Explanatory Notes To Ordinary Business:

Resolution 2

Payment of Directors' fees and allowances in respect of the financial year ended

31 July 2022 are as follows:

Description

Amount (RM)

Directors' fees

266,000

Allowances (Payable to Non-Executive Directors only)

27,000

Total

293,000

Resolutions 3 and 4

For the purpose of determining the eligibility of the Directors to stand for re-election at the 51st AGM, the Board through its Nominating Committee had assessed Mr Kenneth Tan Teoh Khoon and Ms Lim Mee Ing (collectively "the Retiring Directors"). Please refer to the Board of Directors section in the Annual Report 2022, for more details about them. The Retiring Directors were assessed on their performance and understanding of the Group's businesses. Their active participation at the Board and Board Committee meetings showed that they came well prepared and were effective in the discharge of their responsibilities. The Retiring Directors have always acted in the best interests of the Company as a whole.

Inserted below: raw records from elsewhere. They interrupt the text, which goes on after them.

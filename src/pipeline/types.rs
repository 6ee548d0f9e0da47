//! ステージの結果型

use std::collections::BTreeMap;
use std::fmt;

use crate::checkpoint::{TargetRecord, TargetStatus};
use crate::error::FaultKind;

/// 探索ステージの結果
#[derive(Debug, Clone, PartialEq, Eq)]
pub enum DiscoveryOutcome {
    /// 店舗リストを保存した
    Persisted { list: String, entries: usize },
    /// 1件目の郵便番号が一致せず、検索クエリを無効化した
    QueryInvalidated { found: Option<String> },
    /// 店舗リストの検証に失敗（以降の探索は打ち切り）
    ValidationFailed { rows: usize, missing: usize },
    /// 検索クエリが無い
    NoQuery,
}

/// レストラン単位の破棄理由
#[derive(Debug, Clone, PartialEq)]
pub enum RejectReason {
    Empty,
    /// ページの口コミ件数表示が読めない
    MissingReportedCount,
    /// 表示件数より少ない（読み込み失敗の可能性）
    TooFewReviews { collected: usize, reported: u32 },
    TooManyMissing { missing: usize, cells: usize },
}

impl fmt::Display for RejectReason {
    fn fmt(&self, f: &mut fmt::Formatter<'_>) -> fmt::Result {
        match self {
            RejectReason::Empty => write!(f, "no reviews collected"),
            RejectReason::MissingReportedCount => write!(f, "reported review count unavailable"),
            RejectReason::TooFewReviews {
                collected,
                reported,
            } => write!(f, "collected {} of {} reported reviews", collected, reported),
            RejectReason::TooManyMissing { missing, cells } => {
                write!(f, "{} of {} cells missing", missing, cells)
            }
        }
    }
}

/// レストラン単位の結果
#[derive(Debug, Clone, PartialEq)]
pub enum RestaurantOutcome {
    Saved { artifact: String, rows: usize },
    Rejected(RejectReason),
}

/// 言語ごとのページ送りを止めた理由
#[derive(Debug, Clone, Copy, PartialEq, Eq)]
pub enum StopReason {
    LastPage,
    PageCap,
    /// 母国語ページで翻訳済み口コミに到達
    TranslatedReview,
}

/// 1ページ処理後の指示（ページループから言語ループへ返す）
#[derive(Debug, Clone, Copy, PartialEq, Eq)]
pub enum PageFlow {
    Continue,
    Stop(StopReason),
}

/// 統合ステージの結果
#[derive(Debug, Clone, PartialEq, Eq)]
pub enum MergeOutcome {
    Merged { dataset: String, rows: usize },
    /// 未完了のレストランが残っている
    Deferred { pending: usize, total: usize },
    /// 統合済み、または店舗リスト未作成
    Skipped,
}

/// スクレイプステージ1ターゲット分の集計
#[derive(Debug, Clone, Default, PartialEq, Eq)]
pub struct ScrapeReport {
    pub saved: usize,
    pub rejected: usize,
    pub merged: Option<String>,
}

/// 1回の実行全体の集計
#[derive(Debug, Clone, Default, PartialEq, Eq)]
pub struct RunSummary {
    pub discovered: usize,
    pub invalidated: usize,
    pub restaurants_saved: usize,
    pub restaurants_rejected: usize,
    pub merged: usize,
    /// 探索を検証失敗で打ち切ったか
    pub discovery_halted: bool,
    pub restarts: BTreeMap<String, u32>,
}

impl RunSummary {
    pub(crate) fn record_restart(&mut self, kind: FaultKind) -> u32 {
        let count = self.restarts.entry(kind.to_string()).or_insert(0);
        *count += 1;
        *count
    }

    pub fn restarts_for(&self, kind: FaultKind) -> u32 {
        self.restarts.get(&kind.to_string()).copied().unwrap_or(0)
    }
}

/// 状態ごとのターゲット数
#[derive(Debug, Clone, Default, PartialEq, Eq)]
pub struct StatusReport {
    pub counts: BTreeMap<TargetStatus, usize>,
}

impl StatusReport {
    pub fn of(plan: &[(TargetRecord, TargetStatus)]) -> Self {
        let mut counts = BTreeMap::new();
        for (_, status) in plan {
            *counts.entry(*status).or_insert(0) += 1;
        }
        Self { counts }
    }

    pub fn count(&self, status: TargetStatus) -> usize {
        self.counts.get(&status).copied().unwrap_or(0)
    }

    pub fn total(&self) -> usize {
        self.counts.values().sum()
    }
}

impl fmt::Display for StatusReport {
    fn fmt(&self, f: &mut fmt::Formatter<'_>) -> fmt::Result {
        let parts: Vec<String> = self
            .counts
            .iter()
            .map(|(status, count)| format!("{}={}", status, count))
            .collect();
        write!(f, "{}", parts.join(", "))
    }
}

Based on the above, the Board supports their re-election.

Explanatory Notes To Special Business:

Resolutions 6 and 7

Mr Yong Chee Hou and Tuan Haji Zakariah Bin Yet have served as Independent Non-Executive Directors of the Company since 11 January 2002 and 8 March 2011 respectively.

The Nominating Committee and the Board having assessed their independence, recommend that they continue to act as Independent Non-Executive Directors of the Company based on the following justifications:

  1. they meet the independence criteria as set out in Main Market Listing Requirements of Bursa Malaysia Securities Berhad ("MMLR"); and
  2. their length of service on the Board has not affected their ability to exercise independent judgement while acting in the best interests of the Company.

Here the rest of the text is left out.